In a February 8, 2014 article entitled “A Shrunken Giant” (here), the Economist magazine examined BP’s efforts to regain its footing after the disastrous April 2010 Deepwater Horizon explosion and oil spill. The article concludes by stating that “Repairing the balance sheet and books is one thing. Repairing BP’s reputation for management excellence will take longer.” While the article tracks the need for BP’s management to rehabilitate its reputation only back as far as the 2010 Gulf oil spill, a recent Ninth Circuit decision is a reminder that BP’s environmental challenges and management woes go back even further, to the company’s prior environmental disaster – the company’s 2006 Prudhoe Bay oil spills.
In a February 13, 2014 opinion (here), the Ninth Circuit reversed in part the district court’s dismissal with prejudice of the securities class action lawsuit brought by holders of BP ADRs alleging that the company and certain of its directors and officers had made misleading statements about the condition and maintenance of the company’s Prudhoe Bay pipelines and about the company’s environmental compliance practices.
Rejecting the district court’s suggestion that the plaintiffs’ complaint alleged at most “simple mismanagement, but not securities fraud,” the Ninth Circuit said that “while we agree that BP’s actions exemplify corporate mismanagement, the pleadings also charge that BP is a company that has publicly shirked responsibility for its role in causing the Prudhoe Bay spills at every step of the way,” adding that while mismanagement “would be a plausible explanation” for the company’s misinformation, the alleged facts “support the inference that BP was, at the very least, deliberately reckless as to the false and misleading nature of their public statements.”

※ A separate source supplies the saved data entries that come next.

//! Range sensing.
//!
//! [`RangeSensor`] is the capability the executor reads each tick.  Two
//! sources exist:
//!
//! * [`LinkRangeSensor`] asks the actuator controller (`[0xFF][0x02]`).  Only
//!   acknowledged firmware answers that request, and each read holds the
//!   serial port for a round-trip.
//! * [`UdpRangeFeed`] receives readings pushed by an external sensor process,
//!   leaving the servo stream untouched.  This is the source for
//!   fire-and-forget firmware, which only understands 4-byte servo packets.
//!
//! [`RangePoller`] keeps either cost off the control thread: it reads a sensor
//! at a fixed period and publishes every sample into a [`RangeCell`], which
//! itself implements `RangeSensor` by returning the latest snapshot.

use std::net::UdpSocket;
use std::sync::Arc;
use std::sync::atomic::{AtomicBool, AtomicU32, Ordering};
use std::thread::JoinHandle;
use std::time::{Duration, Instant};

use armos_types::{ArmError, RangeReading};
use tracing::{debug, info, warn};

use crate::link::{SharedTransport, read_range};
use crate::protocol::parse_range_reply;

/// Reply timeout for a range request over the controller link.
pub const RANGE_REPLY_TIMEOUT: Duration = Duration::from_millis(500);

/// A distance sensor reporting centimetres.
pub trait RangeSensor: Send {
    fn id(&self) -> &str;

    /// Take one reading.  A sensor that answers but has no valid measurement
    /// returns [`RangeReading::FAULT`]; `Err` is reserved for transport
    /// failures.
    fn read(&mut self) -> Result<RangeReading, ArmError>;
}

/// Range sensor behind the actuator controller (`[0xFF][0x02]` request).
pub struct LinkRangeSensor {
    transport: SharedTransport,
    timeout: Duration,
}

impl LinkRangeSensor {
    pub fn new(transport: SharedTransport) -> Self {
        Self {
            transport,
            timeout: RANGE_REPLY_TIMEOUT,
        }
    }

    pub fn with_timeout(mut self, timeout: Duration) -> Self {
        self.timeout = timeout;
        self
    }
}

impl RangeSensor for LinkRangeSensor {
    fn id(&self) -> &str {
        "link_range"
    }

    fn read(&mut self) -> Result<RangeReading, ArmError> {
        read_range(&self.transport, self.timeout)
    }
}

// ────────────────────────────────────────────────────────────────────────────
// UDP feed
// ────────────────────────────────────────────────────────────────────────────

/// Readings older than this are reported as the fault sentinel.
pub const DEFAULT_MAX_RANGE_AGE: Duration = Duration::from_millis(500);

const MAX_RANGE_DATAGRAM: usize = 64;

/// Non-blocking UDP receiver for range readings.
///
/// Each datagram is one reading in centimetres, either bare (`"12.5"`) or in
/// the controller's reply form (`"IR_READ:12.5"`).  Every read drains the
/// socket and keeps the newest value; nothing received within `max_age`
/// reads as [`RangeReading::FAULT`].
pub struct UdpRangeFeed {
    socket: UdpSocket,
    max_age: Duration,
    latest: Option<(Instant, RangeReading)>,
    buffer: [u8; MAX_RANGE_DATAGRAM],
}

impl UdpRangeFeed {
    /// Bind to `bind_addr`, e.g. `"0.0.0.0:5006"`.
    ///
    /// # Errors
    ///
    /// Returns [`ArmError::Io`] if the socket cannot be bound.
    pub fn bind(bind_addr: &str, max_age: Duration) -> Result<Self, ArmError> {
        let socket = UdpSocket::bind(bind_addr)?;
        socket.set_nonblocking(true)?;
        info!(addr = bind_addr, "range feed bound");
        Ok(Self {
            socket,
            max_age,
            latest: None,
            buffer: [0u8; MAX_RANGE_DATAGRAM],
        })
    }

    pub fn local_addr(&self) -> Result<std::net::SocketAddr, ArmError> {
        Ok(self.socket.local_addr()?)
    }

    fn drain(&mut self) -> Result<(), ArmError> {
        loop {
            let len = match self.socket.recv(&mut self.buffer) {
                Ok(len) => len,
                Err(e) if e.kind() == std::io::ErrorKind::WouldBlock => return Ok(()),
                Err(e) => return Err(e.into()),
            };
            match parse_range_datagram(&self.buffer[..len]) {
                Some(reading) => self.latest = Some((Instant::now(), reading)),
                None => warn!(len, "malformed range datagram"),
            }
        }
    }
}

fn parse_range_datagram(bytes: &[u8]) -> Option<RangeReading> {
    let text = std::str::from_utf8(bytes).ok()?.trim();
    parse_range_reply(text).or_else(|| text.parse::<f32>().ok().map(RangeReading))
}

impl RangeSensor for UdpRangeFeed {
    fn id(&self) -> &str {
        "udp_range"
    }

    fn read(&mut self) -> Result<RangeReading, ArmError> {
        self.drain()?;
        match self.latest {
            Some((at, reading)) if at.elapsed() <= self.max_age => Ok(reading),
            _ => Ok(RangeReading::FAULT),
        }
    }
}

// ────────────────────────────────────────────────────────────────────────────
// RangeCell
// ────────────────────────────────────────────────────────────────────────────

/// Latest range sample, shared lock-free between a writer and readers.
///
/// Starts out holding the fault sentinel.
#[derive(Clone)]
pub struct RangeCell {
    bits: Arc<AtomicU32>,
}

impl Default for RangeCell {
    fn default() -> Self {
        Self::new()
    }
}

impl RangeCell {
    pub fn new() -> Self {
        Self {
            bits: Arc::new(AtomicU32::new(RangeReading::FAULT.0.to_bits())),
        }
    }

    pub fn publish(&self, reading: RangeReading) {
        self.bits.store(reading.0.to_bits(), Ordering::Release);
    }

    pub fn snapshot(&self) -> RangeReading {
        RangeReading(f32::from_bits(self.bits.load(Ordering::Acquire)))
    }
}

impl RangeSensor for RangeCell {
    fn id(&self) -> &str {
        "range_cell"
    }

    fn read(&mut self) -> Result<RangeReading, ArmError> {
        Ok(self.snapshot())
    }
}

// ────────────────────────────────────────────────────────────────────────────
// RangePoller
// ────────────────────────────────────────────────────────────────────────────

/// Background thread feeding a [`RangeCell`].
pub struct RangePoller {
    handle: JoinHandle<()>,
}

impl RangePoller {
    /// Start polling `sensor` every `period` until `shutdown` is raised.
    ///
    /// Every result is published, faults included, so a stale valid reading
    /// never outlives a failing sensor.
    ///
    /// # Errors
    ///
    /// Returns [`ArmError::Io`] if the thread cannot be spawned.
    pub fn spawn(
        mut sensor: Box<dyn RangeSensor>,
        cell: RangeCell,
        period: Duration,
        shutdown: Arc<AtomicBool>,
    ) -> Result<Self, ArmError> {
        let handle = std::thread::Builder::new()
            .name("range-poller".to_string())
            .spawn(move || {
                info!(sensor = sensor.id(), period_ms = period.as_millis() as u64, "range poller started");
                while !shutdown.load(Ordering::Relaxed) {
                    let reading = match sensor.read() {
                        Ok(r) => r,
                        Err(e) => {
                            warn!(error = %e, "range read failed");
                            RangeReading::FAULT
                        }
                    };
                    debug!(cm = reading.0, "range sample");
                    cell.publish(reading);
                    std::thread::sleep(period);
                }
                info!("range poller stopped");
            })?;
        Ok(Self { handle })
    }

    /// Wait for the thread to exit (the shutdown flag must already be set).
    pub fn join(self) {
        if self.handle.join().is_err() {
            warn!("range poller panicked");
        }
    }
}

#[cfg(test)]
mod tests {
    use super::*;
    use crate::link::{ActuatorLink, FireAndForgetLink};
    use crate::protocol::ServoPacket;
    use crate::transport::MockTransport;
    use std::collections::VecDeque;

    struct ScriptedSensor {
        script: VecDeque<Result<RangeReading, ArmError>>,
    }

    impl RangeSensor for ScriptedSensor {
        fn id(&self) -> &str {
            "scripted"
        }

        fn read(&mut self) -> Result<RangeReading, ArmError> {
            self.script.pop_front().unwrap_or(Ok(RangeReading(42.0)))
        }
    }

    #[test]
    fn cell_starts_faulted_and_publishes() {
        let mut cell = RangeCell::new();
        assert!(!cell.snapshot().is_valid());
        let writer = cell.clone();
        writer.publish(RangeReading(7.25));
        assert_eq!(cell.read().unwrap(), RangeReading(7.25));
        writer.publish(RangeReading::FAULT);
        assert_eq!(cell.snapshot().cm(), None);
    }

    #[test]
    fn poller_publishes_until_shutdown() {
        let cell = RangeCell::new();
        let shutdown = Arc::new(AtomicBool::new(false));
        let sensor = ScriptedSensor {
            script: VecDeque::from([Err(ArmError::Io("glitch".into())), Ok(RangeReading(3.0))]),
        };
        let poller = RangePoller::spawn(
            Box::new(sensor),
            cell.clone(),
            Duration::from_millis(1),
            shutdown.clone(),
        )
        .unwrap();

        let deadline = std::time::Instant::now() + Duration::from_secs(2);
        while cell.snapshot() != RangeReading(42.0) && std::time::Instant::now() < deadline {
            std::thread::sleep(Duration::from_millis(1));
        }
        shutdown.store(true, Ordering::Relaxed);
        poller.join();
        assert_eq!(cell.snapshot(), RangeReading(42.0));
    }

    #[test]
    fn link_sensor_reads_over_transport() {
        let wire = MockTransport::new();
        wire.inject_line("IR_READ:15.0");
        let mut sensor = LinkRangeSensor::new(SharedTransport::new(wire))
            .with_timeout(Duration::from_millis(20));
        assert_eq!(sensor.read().unwrap(), RangeReading(15.0));
        assert_eq!(sensor.read().unwrap(), RangeReading::FAULT);
    }

    fn range_feed(max_age: Duration) -> (UdpRangeFeed, UdpSocket) {
        let feed = UdpRangeFeed::bind("127.0.0.1:0", max_age).unwrap();
        let sender = UdpSocket::bind("127.0.0.1:0").unwrap();
        sender.connect(feed.local_addr().unwrap()).unwrap();
        (feed, sender)
    }

    fn wait_for_reading(feed: &mut UdpRangeFeed, want: RangeReading) -> RangeReading {
        let deadline = std::time::Instant::now() + Duration::from_secs(2);
        loop {
            let reading = feed.read().unwrap();
            if reading == want || std::time::Instant::now() > deadline {
                return reading;
            }
            std::thread::sleep(Duration::from_millis(2));
        }
    }

    #[test]
    fn udp_feed_is_faulted_until_a_reading_arrives() {
        let (mut feed, _sender) = range_feed(DEFAULT_MAX_RANGE_AGE);
        assert_eq!(feed.id(), "udp_range");
        assert_eq!(feed.read().unwrap(), RangeReading::FAULT);
    }

    #[test]
    fn udp_feed_accepts_bare_and_prefixed_readings() {
        let (mut feed, sender) = range_feed(Duration::from_secs(5));
        sender.send(b"12.5\n").unwrap();
        assert_eq!(wait_for_reading(&mut feed, RangeReading(12.5)), RangeReading(12.5));

        sender.send(b"garbage").unwrap();
        sender.send(b"IR_READ:4.0").unwrap();
        assert_eq!(wait_for_reading(&mut feed, RangeReading(4.0)), RangeReading(4.0));
    }

    #[test]
    fn udp_feed_stale_reading_is_a_fault() {
        let (mut feed, sender) = range_feed(Duration::from_millis(30));
        sender.send(b"9").unwrap();
        assert_eq!(wait_for_reading(&mut feed, RangeReading(9.0)), RangeReading(9.0));
        std::thread::sleep(Duration::from_millis(60));
        assert_eq!(feed.read().unwrap(), RangeReading::FAULT);
    }

    #[test]
    fn udp_feed_leaves_the_servo_wire_alone() {
        let wire = MockTransport::new();
        let mut link = FireAndForgetLink::new(SharedTransport::new(wire.clone()));
        let (mut feed, sender) = range_feed(Duration::from_secs(5));
        sender.send(b"20").unwrap();

        link.send(5, 90).unwrap();
        assert_eq!(wait_for_reading(&mut feed, RangeReading(20.0)), RangeReading(20.0));
        link.send(4, 150).unwrap();
        link.send(3, 30).unwrap();

        let mut expected = Vec::new();
        for (index, angle) in [(5, 90), (4, 150), (3, 30)] {
            expected.extend(ServoPacket::new(index, angle).unwrap().encode());
        }
        assert_eq!(wire.written(), expected);
    }
}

In March 2006, BP sustained the first of two significant oil spills from pipelines in its Prudhoe Bay operation in Alaska. The spill, which was widely publicized, triggered a government investigation. According to the Ninth Circuit, it quickly came to light that the pipeline that leaked had not had an important corrosion test since 1998. The U.S. Department of Transportation order correction actions in a Corrective Action Order, which were to be completed by June 2006. However, BP failed to complete the action until a month after the deadline. The diagnostic tests, completed in July 2006, showed significant pipeline corrosion. Shortly after that, on August 5 and 6, 2006, the company discovered leaks at a second Prudhoe Bay pipeline. BP was forced to temporarily shut down its Prudhoe Bay operations.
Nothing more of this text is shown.